**How to complete this task**
Repeat the records below line by line, exactly, finishing on the line that contains "use std::time::Duration;".

(Saved entries)
------------------------

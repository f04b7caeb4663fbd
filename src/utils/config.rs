//! Configuration management for hwdec-pipe
//!
//! This module handles loading the pipeline configuration from config
//! files and environment variables.

use crate::utils::error::{IntoPipelineError, PipelineError, Result};
use serde::{Deserialize, Serialize};
use std::path::{Path, PathBuf};
use std::time::Duration;

/// Main application configuration
#[derive(Debug, Clone, Default, Serialize, Deserialize)]
#[serde(default)]
pub struct Config {
    /// Queue and permit tuning
    pub pipeline: PipelineConfig,

    /// Decoder session settings
    pub decoder: DecoderConfig,

    /// General application settings
    pub general: GeneralConfig,
}

/// Pipeline back-pressure configuration
#[derive(Debug, Clone, Serialize, Deserialize)]
#[serde(default)]
pub struct PipelineConfig {
    /// Loaded-but-unsubmitted compressed frames allowed in memory
    pub input_cache_frames: usize,

    /// Decoded-but-unwritten frames allowed in memory
    pub output_cache_frames: usize,

    /// Frames allowed inside the device at once
    pub hardware_buffer_slots: usize,

    /// Attempts before a rejected submission becomes fatal
    pub submit_retry_limit: u64,

    /// Delay between submission attempts in microseconds
    pub submit_retry_delay_us: u64,

    /// Orchestrator completion poll interval in milliseconds
    pub poll_interval_ms: u64,

    /// Log progress every N completion polls
    pub progress_log_every: u32,

    /// Check that completions arrive in submission order
    pub verify_completion_order: bool,
}

/// Decoder backend selection
#[derive(Debug, Clone, Copy, PartialEq, Eq, Serialize, Deserialize)]
#[serde(rename_all = "lowercase")]
pub enum DecoderBackendKind {
    /// In-process device that hands payloads straight back
    Loopback,

    /// FFmpeg software device
    Ffmpeg,
}

impl std::str::FromStr for DecoderBackendKind {
    type Err = PipelineError;

    fn from_str(s: &str) -> Result<Self> {
        match s.to_ascii_lowercase().as_str() {
            "loopback" => Ok(DecoderBackendKind::Loopback),
            "ffmpeg" => Ok(DecoderBackendKind::Ffmpeg),
            other => Err(PipelineError::Config(format!(
                "Unknown decoder backend '{}', expected loopback or ffmpeg",
                other
            ))),
        }
    }
}

/// Decoder configuration
#[derive(Debug, Clone, Serialize, Deserialize)]
#[serde(default)]
pub struct DecoderConfig {
    /// Device implementation to drive
    pub backend: DecoderBackendKind,

    /// Device index
    pub device_id: u32,

    /// Device node path for index 1
    pub device_node_prefix: String,

    /// Output buffers owned by the device
    pub buffer_count: usize,

    /// Artificial per-frame latency of the loopback device in microseconds
    pub loopback_latency_us: u64,
}

/// General application configuration
#[derive(Debug, Clone, Serialize, Deserialize)]
#[serde(default)]
pub struct GeneralConfig {
    /// Log level (trace, debug, info, warn, error)
    pub log_level: String,
}

impl Default for PipelineConfig {
    fn default() -> Self {
        Self {
            input_cache_frames: 512,
            output_cache_frames: 512,
            hardware_buffer_slots: 32,
            submit_retry_limit: 1_000_000,
            submit_retry_delay_us: 10,
            poll_interval_ms: 10,
            progress_log_every: 100,
            verify_completion_order: true,
        }
    }
}

impl PipelineConfig {
    /// Delay between submission attempts
    pub fn submit_retry_delay(&self) -> Duration {
        Duration::from_micros(self.submit_retry_delay_us)
    }

    /// Orchestrator poll interval
    pub fn poll_interval(&self) -> Duration {
        Duration::from_millis(self.poll_interval_ms)
    }

    /// Validate capacities and retry settings
    pub fn validate(&self) -> Result<()> {
        if self.input_cache_frames == 0
            || self.output_cache_frames == 0
            || self.hardware_buffer_slots == 0
        {
            return Err(PipelineError::Config(
                "Cache and hardware buffer capacities must be at least 1".to_string(),
            ));
        }

        if self.submit_retry_limit == 0 {
            return Err(PipelineError::Config(
                "Submit retry limit must be at least 1".to_string(),
            ));
        }

        Ok(())
    }
}

impl Default for DecoderConfig {
    fn default() -> Self {
        Self {
            backend: DecoderBackendKind::Loopback,
            device_id: 1,
            device_node_prefix: "/dev/mv500".to_string(),
            buffer_count: 4,
            loopback_latency_us: 0,
        }
    }
}

impl DecoderConfig {
    /// Device node for the configured index: the prefix itself for index 0
    /// and 1, `<prefix>-<id>` above that.
    pub fn device_node(&self) -> String {
        if self.device_id > 1 {
            format!("{}-{}", self.device_node_prefix, self.device_id)
        } else {
            self.device_node_prefix.clone()
        }
    }

    /// Validate session settings
    pub fn validate(&self) -> Result<()> {
        if self.buffer_count == 0 {
            return Err(PipelineError::Config(
                "Decoder buffer count must be at least 1".to_string(),
            ));
        }
        Ok(())
    }
}

impl Default for GeneralConfig {
    fn default() -> Self {
        Self {
            log_level: "info".to_string(),
        }
    }
}

impl Config {
    /// Load configuration from various sources
    ///
    /// Configuration is loaded in the following order (later sources override earlier):
    /// 1. Default values
    /// 2. System config file (/etc/hwdec-pipe/config.toml)
    /// 3. User config file (~/.config/hwdec-pipe/config.toml on Linux)
    /// 4. Environment variables (HWDEC_PIPE_* prefix)
    pub fn load() -> Result<Self> {
        let mut config = Self::default();

        if let Some(system_path) = Self::system_config_path() {
            if system_path.exists() {
                config = Self::from_file(&system_path)?;
            }
        }

        if let Some(user_path) = Self::user_config_path() {
            if user_path.exists() {
                config = Self::from_file(&user_path)?;
            }
        }

        config.apply_env_overrides()?;
        config.validate()?;

        Ok(config)
    }

    /// Load a single TOML file on top of the defaults
    pub fn from_file(path: &Path) -> Result<Self> {
        let contents = std::fs::read_to_string(path).config_err("Failed to read config file")?;
        toml::from_str(&contents).config_err("Failed to parse config file")
    }

    /// Apply environment variable overrides
    fn apply_env_overrides(&mut self) -> Result<()> {
        if let Ok(value) = std::env::var("HWDEC_PIPE_INPUT_CACHE") {
            self.pipeline.input_cache_frames = value
                .parse()
                .map_err(|_| PipelineError::Config("Invalid HWDEC_PIPE_INPUT_CACHE".to_string()))?;
        }

        if let Ok(value) = std::env::var("HWDEC_PIPE_OUTPUT_CACHE") {
            self.pipeline.output_cache_frames = value
                .parse()
                .map_err(|_| PipelineError::Config("Invalid HWDEC_PIPE_OUTPUT_CACHE".to_string()))?;
        }

        if let Ok(value) = std::env::var("HWDEC_PIPE_HARDWARE_BUFFERS") {
            self.pipeline.hardware_buffer_slots = value.parse().map_err(|_| {
                PipelineError::Config("Invalid HWDEC_PIPE_HARDWARE_BUFFERS".to_string())
            })?;
        }

        if let Ok(value) = std::env::var("HWDEC_PIPE_DEVICE_ID") {
            self.decoder.device_id = value
                .parse()
                .map_err(|_| PipelineError::Config("Invalid HWDEC_PIPE_DEVICE_ID".to_string()))?;
        }

        if let Ok(log_level) = std::env::var("HWDEC_PIPE_LOG_LEVEL") {
            self.general.log_level = log_level;
        }

        Ok(())
    }

    /// Validate configuration values
    pub fn validate(&self) -> Result<()> {
        self.pipeline.validate()?;
        self.decoder.validate()?;

        let valid_log_levels = ["trace", "debug", "info", "warn", "error"];
        if !valid_log_levels.contains(&self.general.log_level.as_str()) {
            return Err(PipelineError::Config(format!(
                "Invalid log level '{}', must be one of: {:?}",
                self.general.log_level, valid_log_levels
            )));
        }

        Ok(())
    }

    /// Get system config file path
    fn system_config_path() -> Option<PathBuf> {
        if cfg!(unix) {
            Some(PathBuf::from("/etc/hwdec-pipe/config.toml"))
        } else {
            None
        }
    }

    /// Get user config file path
    fn user_config_path() -> Option<PathBuf> {
        dirs::config_dir().map(|p| p.join("hwdec-pipe").join("config.toml"))
    }
}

------------------------

**Answer for this exercise**
repository f04b7caeb4663fbd
filename src/utils/config.rs
//! Configuration management for hwdec-pipe
//!
//! This module handles loading the pipeline configuration from config
//! files and environment variables.

use crate::utils::error::{IntoPipelineError, PipelineError, Result};
use serde::{Deserialize, Serialize};
use std::path::{Path, PathBuf};
use std::time::Duration;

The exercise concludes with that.